Saved data entries
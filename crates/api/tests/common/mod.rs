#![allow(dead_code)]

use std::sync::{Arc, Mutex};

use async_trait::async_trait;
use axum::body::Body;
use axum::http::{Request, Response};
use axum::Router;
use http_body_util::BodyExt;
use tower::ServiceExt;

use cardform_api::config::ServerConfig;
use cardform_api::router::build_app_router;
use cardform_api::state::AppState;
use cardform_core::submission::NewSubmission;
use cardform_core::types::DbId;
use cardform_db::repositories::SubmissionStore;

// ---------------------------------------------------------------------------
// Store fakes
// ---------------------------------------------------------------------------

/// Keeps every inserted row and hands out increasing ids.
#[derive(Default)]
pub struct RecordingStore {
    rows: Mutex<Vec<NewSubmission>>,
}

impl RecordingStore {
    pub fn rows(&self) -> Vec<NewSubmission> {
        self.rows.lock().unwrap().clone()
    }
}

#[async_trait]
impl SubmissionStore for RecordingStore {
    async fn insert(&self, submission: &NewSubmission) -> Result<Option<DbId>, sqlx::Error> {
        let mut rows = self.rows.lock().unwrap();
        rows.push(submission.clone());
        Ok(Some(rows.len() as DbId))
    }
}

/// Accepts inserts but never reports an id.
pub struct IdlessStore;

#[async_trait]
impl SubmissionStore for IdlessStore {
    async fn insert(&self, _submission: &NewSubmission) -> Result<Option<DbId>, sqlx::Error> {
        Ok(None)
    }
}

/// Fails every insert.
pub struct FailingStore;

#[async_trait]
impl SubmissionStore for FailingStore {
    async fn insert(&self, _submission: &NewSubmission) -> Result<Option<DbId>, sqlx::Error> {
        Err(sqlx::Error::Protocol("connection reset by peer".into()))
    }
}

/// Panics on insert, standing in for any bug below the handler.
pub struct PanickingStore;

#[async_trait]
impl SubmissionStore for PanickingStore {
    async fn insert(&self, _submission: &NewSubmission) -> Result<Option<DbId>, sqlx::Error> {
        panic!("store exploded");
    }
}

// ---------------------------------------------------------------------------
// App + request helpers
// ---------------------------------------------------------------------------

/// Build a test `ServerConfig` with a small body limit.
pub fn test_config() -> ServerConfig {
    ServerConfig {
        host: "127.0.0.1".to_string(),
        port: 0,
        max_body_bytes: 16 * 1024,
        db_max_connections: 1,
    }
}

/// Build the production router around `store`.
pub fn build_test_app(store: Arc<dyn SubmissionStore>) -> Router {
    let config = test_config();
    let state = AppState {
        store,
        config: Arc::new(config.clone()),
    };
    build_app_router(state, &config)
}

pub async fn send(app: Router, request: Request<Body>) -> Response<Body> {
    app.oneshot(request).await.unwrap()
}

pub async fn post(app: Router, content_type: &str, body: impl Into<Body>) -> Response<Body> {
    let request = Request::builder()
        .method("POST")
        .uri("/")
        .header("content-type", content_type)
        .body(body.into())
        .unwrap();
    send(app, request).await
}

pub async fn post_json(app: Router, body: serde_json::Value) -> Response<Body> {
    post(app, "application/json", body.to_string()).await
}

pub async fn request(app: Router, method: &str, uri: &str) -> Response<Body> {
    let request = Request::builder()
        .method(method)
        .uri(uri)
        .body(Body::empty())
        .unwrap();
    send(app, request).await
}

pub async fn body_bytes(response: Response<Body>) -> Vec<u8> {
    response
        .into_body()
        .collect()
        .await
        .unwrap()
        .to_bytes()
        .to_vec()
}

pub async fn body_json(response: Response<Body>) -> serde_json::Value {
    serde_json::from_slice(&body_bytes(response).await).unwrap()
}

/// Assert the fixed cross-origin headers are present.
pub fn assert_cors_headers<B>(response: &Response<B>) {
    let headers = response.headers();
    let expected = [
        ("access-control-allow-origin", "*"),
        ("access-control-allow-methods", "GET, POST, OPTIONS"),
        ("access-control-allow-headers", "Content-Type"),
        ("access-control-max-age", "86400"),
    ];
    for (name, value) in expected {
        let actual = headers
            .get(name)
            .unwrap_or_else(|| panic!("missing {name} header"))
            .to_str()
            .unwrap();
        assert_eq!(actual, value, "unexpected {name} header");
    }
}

| What to work on |
Return each line of the records above in which the word "axum" occurs.

| Output of the task |
use axum::body::Body;
use axum::http::{Request, Response};
use axum::Router;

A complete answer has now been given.